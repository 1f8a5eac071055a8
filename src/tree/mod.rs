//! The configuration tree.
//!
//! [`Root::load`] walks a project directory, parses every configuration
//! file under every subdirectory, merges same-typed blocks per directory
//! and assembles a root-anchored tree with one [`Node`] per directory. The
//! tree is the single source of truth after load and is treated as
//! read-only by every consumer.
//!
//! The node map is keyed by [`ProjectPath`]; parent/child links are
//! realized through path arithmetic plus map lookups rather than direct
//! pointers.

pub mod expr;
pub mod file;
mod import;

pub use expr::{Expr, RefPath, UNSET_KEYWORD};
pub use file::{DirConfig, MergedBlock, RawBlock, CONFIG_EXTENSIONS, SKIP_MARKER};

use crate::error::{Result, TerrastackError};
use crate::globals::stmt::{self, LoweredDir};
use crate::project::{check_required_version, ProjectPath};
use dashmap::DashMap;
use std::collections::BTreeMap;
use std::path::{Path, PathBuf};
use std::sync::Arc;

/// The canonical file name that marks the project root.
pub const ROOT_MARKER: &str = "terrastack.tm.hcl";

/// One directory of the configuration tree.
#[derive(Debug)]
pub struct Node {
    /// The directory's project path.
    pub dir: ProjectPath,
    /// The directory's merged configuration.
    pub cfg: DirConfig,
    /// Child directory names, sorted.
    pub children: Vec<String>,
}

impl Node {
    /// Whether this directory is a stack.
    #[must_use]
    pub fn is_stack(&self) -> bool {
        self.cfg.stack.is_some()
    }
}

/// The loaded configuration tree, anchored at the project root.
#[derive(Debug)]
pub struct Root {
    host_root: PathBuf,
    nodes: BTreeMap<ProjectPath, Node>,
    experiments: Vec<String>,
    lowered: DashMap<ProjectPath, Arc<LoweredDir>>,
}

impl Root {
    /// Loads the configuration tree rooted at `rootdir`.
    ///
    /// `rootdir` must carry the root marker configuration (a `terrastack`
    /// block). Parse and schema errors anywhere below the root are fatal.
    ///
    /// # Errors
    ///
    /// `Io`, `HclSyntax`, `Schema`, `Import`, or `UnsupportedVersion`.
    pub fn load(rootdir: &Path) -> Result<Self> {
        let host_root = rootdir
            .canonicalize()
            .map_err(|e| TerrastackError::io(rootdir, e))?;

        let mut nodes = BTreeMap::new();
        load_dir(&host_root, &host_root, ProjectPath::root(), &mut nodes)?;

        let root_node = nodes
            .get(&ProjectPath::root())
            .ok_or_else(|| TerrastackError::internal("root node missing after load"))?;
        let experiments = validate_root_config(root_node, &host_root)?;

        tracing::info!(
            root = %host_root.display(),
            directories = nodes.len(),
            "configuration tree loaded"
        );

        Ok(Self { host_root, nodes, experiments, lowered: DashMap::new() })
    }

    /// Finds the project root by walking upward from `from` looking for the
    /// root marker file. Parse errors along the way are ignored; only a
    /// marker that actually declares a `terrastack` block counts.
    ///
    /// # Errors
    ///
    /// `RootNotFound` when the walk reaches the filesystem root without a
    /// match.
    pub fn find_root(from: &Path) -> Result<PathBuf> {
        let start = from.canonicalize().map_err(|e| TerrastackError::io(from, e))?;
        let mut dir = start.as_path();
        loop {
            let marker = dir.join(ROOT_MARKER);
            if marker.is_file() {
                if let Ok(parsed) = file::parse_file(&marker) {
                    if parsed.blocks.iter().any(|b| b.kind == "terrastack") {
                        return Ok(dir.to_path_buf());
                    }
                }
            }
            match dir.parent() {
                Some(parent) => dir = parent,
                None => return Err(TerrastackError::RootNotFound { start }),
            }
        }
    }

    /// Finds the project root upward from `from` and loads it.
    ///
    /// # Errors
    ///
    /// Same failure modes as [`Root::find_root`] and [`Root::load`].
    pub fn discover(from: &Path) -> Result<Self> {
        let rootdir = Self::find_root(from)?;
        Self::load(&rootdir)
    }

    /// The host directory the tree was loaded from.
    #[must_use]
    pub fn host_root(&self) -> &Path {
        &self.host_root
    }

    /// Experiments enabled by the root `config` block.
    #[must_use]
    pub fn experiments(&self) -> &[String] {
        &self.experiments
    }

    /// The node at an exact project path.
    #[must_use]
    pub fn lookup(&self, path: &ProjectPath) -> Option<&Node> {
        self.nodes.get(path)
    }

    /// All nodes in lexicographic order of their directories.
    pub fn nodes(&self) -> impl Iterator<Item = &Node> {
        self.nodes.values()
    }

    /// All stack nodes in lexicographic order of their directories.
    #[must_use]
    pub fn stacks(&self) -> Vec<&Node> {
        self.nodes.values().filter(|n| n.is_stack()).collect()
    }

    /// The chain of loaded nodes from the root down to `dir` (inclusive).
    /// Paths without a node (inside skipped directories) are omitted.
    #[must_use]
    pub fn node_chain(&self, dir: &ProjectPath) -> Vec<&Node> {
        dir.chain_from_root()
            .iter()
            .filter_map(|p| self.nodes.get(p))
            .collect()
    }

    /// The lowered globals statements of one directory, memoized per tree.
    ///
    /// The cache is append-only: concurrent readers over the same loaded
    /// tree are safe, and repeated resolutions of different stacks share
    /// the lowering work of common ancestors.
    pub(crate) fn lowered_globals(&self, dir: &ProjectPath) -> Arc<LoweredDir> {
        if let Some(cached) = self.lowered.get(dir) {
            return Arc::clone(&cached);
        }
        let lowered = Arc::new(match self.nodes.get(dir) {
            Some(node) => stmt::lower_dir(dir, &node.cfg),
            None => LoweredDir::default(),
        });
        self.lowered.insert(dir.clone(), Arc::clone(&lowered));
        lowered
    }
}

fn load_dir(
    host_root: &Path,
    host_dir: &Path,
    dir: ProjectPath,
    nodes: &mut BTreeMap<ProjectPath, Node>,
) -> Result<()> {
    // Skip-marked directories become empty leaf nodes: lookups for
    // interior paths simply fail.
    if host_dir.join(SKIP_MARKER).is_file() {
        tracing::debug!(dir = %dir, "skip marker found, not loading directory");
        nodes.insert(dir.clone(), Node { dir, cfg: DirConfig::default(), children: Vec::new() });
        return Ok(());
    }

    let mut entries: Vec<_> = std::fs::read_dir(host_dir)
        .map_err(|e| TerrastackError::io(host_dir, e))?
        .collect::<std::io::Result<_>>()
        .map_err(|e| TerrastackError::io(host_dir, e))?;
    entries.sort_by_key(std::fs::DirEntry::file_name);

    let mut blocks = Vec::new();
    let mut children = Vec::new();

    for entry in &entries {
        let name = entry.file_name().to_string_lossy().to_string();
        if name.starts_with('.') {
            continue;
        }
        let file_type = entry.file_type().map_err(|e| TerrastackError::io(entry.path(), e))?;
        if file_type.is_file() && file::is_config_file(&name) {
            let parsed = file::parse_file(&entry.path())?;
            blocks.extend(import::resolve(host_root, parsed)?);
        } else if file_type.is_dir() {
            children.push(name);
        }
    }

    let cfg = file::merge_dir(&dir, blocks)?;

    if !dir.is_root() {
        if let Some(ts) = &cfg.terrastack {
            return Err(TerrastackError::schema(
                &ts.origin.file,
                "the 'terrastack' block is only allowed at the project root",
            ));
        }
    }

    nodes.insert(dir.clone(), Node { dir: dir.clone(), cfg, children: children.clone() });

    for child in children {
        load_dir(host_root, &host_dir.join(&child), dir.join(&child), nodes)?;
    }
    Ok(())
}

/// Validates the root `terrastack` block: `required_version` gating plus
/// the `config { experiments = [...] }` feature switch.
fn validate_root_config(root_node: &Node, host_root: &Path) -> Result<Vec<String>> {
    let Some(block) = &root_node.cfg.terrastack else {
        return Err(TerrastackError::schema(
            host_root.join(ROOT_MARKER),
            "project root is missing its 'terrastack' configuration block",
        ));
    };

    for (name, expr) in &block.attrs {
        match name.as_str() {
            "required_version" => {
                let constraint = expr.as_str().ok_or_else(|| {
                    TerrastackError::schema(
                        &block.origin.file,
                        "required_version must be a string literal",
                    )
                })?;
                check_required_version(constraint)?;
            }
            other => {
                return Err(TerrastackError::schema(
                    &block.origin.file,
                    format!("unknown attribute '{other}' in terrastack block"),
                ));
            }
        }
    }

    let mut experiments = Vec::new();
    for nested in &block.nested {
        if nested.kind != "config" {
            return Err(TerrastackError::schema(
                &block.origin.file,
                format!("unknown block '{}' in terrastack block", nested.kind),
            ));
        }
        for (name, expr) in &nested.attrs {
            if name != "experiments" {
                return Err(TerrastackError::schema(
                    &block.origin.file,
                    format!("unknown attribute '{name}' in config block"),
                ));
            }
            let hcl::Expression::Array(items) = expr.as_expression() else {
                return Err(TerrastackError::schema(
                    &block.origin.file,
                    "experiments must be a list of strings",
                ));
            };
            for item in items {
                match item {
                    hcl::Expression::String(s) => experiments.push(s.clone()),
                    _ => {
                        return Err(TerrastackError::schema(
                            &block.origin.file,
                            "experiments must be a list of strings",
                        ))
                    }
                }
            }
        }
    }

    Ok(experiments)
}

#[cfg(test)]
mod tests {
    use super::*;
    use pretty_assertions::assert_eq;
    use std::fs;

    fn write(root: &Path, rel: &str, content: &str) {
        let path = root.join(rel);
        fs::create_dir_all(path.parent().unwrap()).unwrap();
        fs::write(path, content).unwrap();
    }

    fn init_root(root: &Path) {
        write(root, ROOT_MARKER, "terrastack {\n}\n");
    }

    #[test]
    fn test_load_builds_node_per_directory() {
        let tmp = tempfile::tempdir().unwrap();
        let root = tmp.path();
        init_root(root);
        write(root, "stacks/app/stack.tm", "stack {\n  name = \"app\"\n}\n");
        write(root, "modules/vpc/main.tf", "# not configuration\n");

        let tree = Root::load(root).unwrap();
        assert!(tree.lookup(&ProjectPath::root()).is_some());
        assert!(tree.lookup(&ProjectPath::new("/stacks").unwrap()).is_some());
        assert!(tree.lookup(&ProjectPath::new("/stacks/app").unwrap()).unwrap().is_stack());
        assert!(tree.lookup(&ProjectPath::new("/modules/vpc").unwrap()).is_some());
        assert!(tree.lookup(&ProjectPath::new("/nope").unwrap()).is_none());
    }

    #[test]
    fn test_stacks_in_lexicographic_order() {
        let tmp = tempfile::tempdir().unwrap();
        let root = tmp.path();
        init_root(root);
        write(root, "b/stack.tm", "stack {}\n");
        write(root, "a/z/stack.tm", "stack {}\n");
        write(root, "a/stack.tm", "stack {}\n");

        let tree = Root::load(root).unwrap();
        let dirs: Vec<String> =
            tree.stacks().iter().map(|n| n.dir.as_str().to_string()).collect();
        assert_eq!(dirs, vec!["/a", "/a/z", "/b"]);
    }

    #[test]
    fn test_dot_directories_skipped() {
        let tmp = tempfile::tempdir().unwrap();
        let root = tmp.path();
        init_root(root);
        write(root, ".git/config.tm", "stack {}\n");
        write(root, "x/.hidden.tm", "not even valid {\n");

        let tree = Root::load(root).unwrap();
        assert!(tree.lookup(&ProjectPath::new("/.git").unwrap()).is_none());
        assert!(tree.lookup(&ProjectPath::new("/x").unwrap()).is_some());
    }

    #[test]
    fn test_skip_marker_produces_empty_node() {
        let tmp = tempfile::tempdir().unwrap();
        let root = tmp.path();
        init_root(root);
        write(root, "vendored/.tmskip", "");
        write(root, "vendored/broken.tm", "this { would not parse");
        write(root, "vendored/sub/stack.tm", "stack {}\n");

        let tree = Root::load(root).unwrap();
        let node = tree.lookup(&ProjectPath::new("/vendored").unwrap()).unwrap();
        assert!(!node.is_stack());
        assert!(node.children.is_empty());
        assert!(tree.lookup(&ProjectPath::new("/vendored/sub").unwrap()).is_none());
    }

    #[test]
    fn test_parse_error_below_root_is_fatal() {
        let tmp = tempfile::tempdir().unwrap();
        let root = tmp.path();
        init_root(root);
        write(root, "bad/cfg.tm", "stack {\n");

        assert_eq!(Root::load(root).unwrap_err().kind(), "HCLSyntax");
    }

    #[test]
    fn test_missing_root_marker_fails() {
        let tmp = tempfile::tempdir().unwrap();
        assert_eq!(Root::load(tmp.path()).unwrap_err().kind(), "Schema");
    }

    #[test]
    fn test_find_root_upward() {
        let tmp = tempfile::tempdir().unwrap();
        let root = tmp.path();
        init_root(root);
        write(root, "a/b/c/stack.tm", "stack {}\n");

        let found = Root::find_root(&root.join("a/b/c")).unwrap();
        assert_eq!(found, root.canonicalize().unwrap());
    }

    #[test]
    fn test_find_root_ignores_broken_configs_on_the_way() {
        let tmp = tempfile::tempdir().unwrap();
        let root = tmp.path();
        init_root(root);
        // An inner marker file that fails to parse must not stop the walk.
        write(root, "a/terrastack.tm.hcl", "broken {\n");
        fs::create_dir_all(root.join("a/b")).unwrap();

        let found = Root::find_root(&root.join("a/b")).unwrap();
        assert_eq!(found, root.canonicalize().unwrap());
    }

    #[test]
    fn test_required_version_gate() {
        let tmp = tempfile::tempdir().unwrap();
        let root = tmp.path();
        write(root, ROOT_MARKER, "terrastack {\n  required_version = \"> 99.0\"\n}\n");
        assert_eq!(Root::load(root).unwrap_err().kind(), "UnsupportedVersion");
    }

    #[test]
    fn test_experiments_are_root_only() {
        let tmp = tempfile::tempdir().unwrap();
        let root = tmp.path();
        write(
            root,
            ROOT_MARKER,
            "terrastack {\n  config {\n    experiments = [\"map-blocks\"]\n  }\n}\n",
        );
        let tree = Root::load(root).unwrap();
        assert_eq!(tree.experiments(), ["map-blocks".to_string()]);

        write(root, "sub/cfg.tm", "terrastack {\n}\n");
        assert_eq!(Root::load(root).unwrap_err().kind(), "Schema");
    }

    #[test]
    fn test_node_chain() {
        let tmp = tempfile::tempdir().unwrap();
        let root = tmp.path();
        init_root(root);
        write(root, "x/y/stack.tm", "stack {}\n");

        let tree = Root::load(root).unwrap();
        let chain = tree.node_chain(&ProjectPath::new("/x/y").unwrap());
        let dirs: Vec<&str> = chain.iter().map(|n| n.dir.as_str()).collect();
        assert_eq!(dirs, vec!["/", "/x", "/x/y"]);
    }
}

==

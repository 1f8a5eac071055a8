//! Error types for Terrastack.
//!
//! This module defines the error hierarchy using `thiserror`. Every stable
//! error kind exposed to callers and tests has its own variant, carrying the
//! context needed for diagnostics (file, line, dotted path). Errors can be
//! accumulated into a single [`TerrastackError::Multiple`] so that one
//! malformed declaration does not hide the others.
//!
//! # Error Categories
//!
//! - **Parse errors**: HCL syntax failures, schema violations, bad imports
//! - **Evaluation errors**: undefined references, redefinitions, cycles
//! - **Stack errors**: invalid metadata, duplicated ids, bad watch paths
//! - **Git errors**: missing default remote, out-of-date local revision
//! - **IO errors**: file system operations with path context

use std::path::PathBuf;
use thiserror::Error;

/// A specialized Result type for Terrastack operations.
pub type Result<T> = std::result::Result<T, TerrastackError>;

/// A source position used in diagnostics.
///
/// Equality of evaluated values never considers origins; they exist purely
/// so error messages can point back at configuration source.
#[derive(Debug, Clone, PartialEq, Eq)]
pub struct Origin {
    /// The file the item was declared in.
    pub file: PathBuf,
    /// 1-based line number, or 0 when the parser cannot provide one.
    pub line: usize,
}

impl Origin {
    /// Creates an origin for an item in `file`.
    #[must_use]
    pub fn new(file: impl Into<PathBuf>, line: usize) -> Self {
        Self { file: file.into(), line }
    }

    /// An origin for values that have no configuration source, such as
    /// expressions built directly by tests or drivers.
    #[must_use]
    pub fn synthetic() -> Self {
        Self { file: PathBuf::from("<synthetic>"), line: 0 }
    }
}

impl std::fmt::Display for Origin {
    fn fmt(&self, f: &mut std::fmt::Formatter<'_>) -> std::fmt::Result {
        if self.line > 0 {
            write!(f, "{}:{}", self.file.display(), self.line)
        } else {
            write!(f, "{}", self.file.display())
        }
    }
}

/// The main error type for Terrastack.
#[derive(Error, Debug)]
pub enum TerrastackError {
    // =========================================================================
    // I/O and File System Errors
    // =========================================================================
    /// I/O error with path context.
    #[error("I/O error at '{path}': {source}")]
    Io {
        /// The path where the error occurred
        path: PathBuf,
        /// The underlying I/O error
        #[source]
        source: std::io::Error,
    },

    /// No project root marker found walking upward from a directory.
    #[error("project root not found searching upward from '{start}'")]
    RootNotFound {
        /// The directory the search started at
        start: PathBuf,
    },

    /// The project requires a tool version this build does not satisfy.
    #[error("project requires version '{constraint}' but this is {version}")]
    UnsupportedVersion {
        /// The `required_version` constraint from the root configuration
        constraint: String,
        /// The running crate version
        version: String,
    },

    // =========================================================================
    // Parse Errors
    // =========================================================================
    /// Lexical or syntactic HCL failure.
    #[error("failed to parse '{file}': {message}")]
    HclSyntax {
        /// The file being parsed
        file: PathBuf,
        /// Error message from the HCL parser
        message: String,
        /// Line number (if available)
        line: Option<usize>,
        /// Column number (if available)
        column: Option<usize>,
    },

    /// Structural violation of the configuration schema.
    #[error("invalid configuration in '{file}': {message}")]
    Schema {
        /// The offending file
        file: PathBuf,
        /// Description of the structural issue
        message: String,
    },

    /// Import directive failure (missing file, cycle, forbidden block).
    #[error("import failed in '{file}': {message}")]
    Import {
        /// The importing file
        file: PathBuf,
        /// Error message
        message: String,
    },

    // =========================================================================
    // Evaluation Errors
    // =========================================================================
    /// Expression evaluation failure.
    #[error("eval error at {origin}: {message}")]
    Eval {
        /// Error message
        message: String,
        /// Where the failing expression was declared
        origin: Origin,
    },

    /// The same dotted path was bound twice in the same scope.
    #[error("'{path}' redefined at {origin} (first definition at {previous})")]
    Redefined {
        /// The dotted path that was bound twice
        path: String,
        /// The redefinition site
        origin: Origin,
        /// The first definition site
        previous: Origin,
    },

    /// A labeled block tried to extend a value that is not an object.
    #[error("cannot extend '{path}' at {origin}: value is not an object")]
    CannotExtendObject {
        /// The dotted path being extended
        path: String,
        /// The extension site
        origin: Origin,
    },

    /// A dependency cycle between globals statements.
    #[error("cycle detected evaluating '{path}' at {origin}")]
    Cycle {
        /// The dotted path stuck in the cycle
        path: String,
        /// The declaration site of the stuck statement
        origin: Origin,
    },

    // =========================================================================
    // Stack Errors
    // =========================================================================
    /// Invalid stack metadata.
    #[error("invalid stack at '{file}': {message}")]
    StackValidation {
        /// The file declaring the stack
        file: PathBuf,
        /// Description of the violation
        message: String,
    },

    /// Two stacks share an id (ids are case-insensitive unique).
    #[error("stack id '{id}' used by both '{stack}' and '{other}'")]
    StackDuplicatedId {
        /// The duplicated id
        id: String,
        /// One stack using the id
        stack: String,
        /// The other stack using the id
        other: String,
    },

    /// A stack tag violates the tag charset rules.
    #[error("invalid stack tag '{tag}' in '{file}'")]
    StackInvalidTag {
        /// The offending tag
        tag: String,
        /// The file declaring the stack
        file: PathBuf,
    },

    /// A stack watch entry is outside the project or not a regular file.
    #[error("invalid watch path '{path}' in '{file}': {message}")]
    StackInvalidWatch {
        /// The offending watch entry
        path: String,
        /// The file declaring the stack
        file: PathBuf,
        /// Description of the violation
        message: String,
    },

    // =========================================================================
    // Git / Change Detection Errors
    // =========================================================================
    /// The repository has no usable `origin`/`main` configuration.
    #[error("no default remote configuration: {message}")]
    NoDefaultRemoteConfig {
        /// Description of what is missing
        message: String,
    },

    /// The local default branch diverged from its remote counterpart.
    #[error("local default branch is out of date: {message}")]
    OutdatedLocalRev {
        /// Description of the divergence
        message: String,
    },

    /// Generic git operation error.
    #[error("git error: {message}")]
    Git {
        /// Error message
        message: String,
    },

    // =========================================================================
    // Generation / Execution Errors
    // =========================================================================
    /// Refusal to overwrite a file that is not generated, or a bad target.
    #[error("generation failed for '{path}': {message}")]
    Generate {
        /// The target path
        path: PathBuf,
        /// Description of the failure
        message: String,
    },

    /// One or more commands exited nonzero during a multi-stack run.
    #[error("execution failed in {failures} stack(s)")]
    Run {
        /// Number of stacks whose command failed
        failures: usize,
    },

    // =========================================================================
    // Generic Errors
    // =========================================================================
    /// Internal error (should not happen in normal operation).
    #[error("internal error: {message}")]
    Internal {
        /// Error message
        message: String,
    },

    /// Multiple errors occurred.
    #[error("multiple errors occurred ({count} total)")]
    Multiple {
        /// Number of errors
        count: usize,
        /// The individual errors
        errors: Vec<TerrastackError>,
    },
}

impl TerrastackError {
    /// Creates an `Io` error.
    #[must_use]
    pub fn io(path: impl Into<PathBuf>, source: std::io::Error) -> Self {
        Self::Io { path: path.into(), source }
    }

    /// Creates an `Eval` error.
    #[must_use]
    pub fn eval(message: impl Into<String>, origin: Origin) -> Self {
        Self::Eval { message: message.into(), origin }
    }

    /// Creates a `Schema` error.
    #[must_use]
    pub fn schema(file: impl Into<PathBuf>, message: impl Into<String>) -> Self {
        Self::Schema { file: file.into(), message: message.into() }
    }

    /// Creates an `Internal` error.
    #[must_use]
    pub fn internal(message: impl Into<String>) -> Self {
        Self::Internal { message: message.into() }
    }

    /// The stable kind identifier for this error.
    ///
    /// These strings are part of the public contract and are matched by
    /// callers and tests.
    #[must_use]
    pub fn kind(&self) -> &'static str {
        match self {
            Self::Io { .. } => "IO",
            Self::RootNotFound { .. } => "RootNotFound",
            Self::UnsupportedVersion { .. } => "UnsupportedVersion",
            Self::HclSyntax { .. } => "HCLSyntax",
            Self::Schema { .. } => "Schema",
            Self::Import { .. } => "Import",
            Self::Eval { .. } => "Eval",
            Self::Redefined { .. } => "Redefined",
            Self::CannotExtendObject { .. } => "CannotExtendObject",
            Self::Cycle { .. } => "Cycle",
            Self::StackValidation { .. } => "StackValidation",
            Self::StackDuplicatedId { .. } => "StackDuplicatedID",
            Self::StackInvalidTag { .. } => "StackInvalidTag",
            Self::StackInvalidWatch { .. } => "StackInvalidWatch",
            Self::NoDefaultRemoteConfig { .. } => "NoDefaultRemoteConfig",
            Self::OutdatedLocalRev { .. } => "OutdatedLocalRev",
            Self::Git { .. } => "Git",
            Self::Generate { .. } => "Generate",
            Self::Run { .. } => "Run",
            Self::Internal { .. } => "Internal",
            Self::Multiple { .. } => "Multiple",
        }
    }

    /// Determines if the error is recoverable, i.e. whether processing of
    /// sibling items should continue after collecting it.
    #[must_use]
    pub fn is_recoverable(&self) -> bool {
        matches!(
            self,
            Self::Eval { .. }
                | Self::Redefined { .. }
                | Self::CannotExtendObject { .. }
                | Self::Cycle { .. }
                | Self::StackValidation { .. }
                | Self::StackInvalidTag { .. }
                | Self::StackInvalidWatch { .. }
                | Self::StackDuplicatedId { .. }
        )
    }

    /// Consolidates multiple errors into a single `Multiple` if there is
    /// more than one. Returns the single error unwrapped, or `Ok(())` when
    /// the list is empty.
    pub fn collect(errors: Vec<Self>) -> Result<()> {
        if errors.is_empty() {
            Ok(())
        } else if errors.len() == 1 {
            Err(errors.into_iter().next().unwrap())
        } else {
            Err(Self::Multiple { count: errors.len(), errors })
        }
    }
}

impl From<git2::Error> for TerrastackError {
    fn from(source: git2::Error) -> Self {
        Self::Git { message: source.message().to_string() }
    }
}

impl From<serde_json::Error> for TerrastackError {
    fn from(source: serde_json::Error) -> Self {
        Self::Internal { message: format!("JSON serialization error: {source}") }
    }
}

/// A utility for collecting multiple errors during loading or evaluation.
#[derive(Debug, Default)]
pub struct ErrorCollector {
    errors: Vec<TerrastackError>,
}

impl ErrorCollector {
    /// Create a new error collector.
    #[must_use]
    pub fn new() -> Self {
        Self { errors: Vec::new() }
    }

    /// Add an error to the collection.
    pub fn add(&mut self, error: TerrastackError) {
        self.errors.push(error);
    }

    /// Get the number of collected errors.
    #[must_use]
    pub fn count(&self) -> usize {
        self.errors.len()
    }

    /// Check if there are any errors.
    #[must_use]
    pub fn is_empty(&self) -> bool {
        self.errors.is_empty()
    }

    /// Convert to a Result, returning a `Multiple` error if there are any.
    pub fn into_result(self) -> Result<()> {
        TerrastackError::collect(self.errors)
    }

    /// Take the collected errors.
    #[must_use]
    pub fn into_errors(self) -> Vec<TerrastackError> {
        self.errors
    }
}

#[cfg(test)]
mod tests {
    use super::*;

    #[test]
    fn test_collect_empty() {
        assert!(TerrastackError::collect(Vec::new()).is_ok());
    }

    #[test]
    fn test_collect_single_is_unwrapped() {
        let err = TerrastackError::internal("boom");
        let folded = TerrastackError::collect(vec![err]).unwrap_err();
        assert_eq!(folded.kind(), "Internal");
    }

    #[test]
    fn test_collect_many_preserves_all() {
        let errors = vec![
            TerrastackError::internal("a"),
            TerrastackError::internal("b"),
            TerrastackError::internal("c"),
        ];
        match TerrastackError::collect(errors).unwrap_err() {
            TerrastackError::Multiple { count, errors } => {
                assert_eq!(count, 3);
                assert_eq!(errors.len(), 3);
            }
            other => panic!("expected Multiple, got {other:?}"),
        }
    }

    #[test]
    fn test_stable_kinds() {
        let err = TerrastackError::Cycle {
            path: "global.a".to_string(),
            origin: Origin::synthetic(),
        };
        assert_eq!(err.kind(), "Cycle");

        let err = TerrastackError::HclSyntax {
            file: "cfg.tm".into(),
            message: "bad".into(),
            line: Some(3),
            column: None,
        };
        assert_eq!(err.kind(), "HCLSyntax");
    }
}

Exercise: Across all lines of the data above, count those that contain the word "offending", giving the number without further comment.

Written answer: 3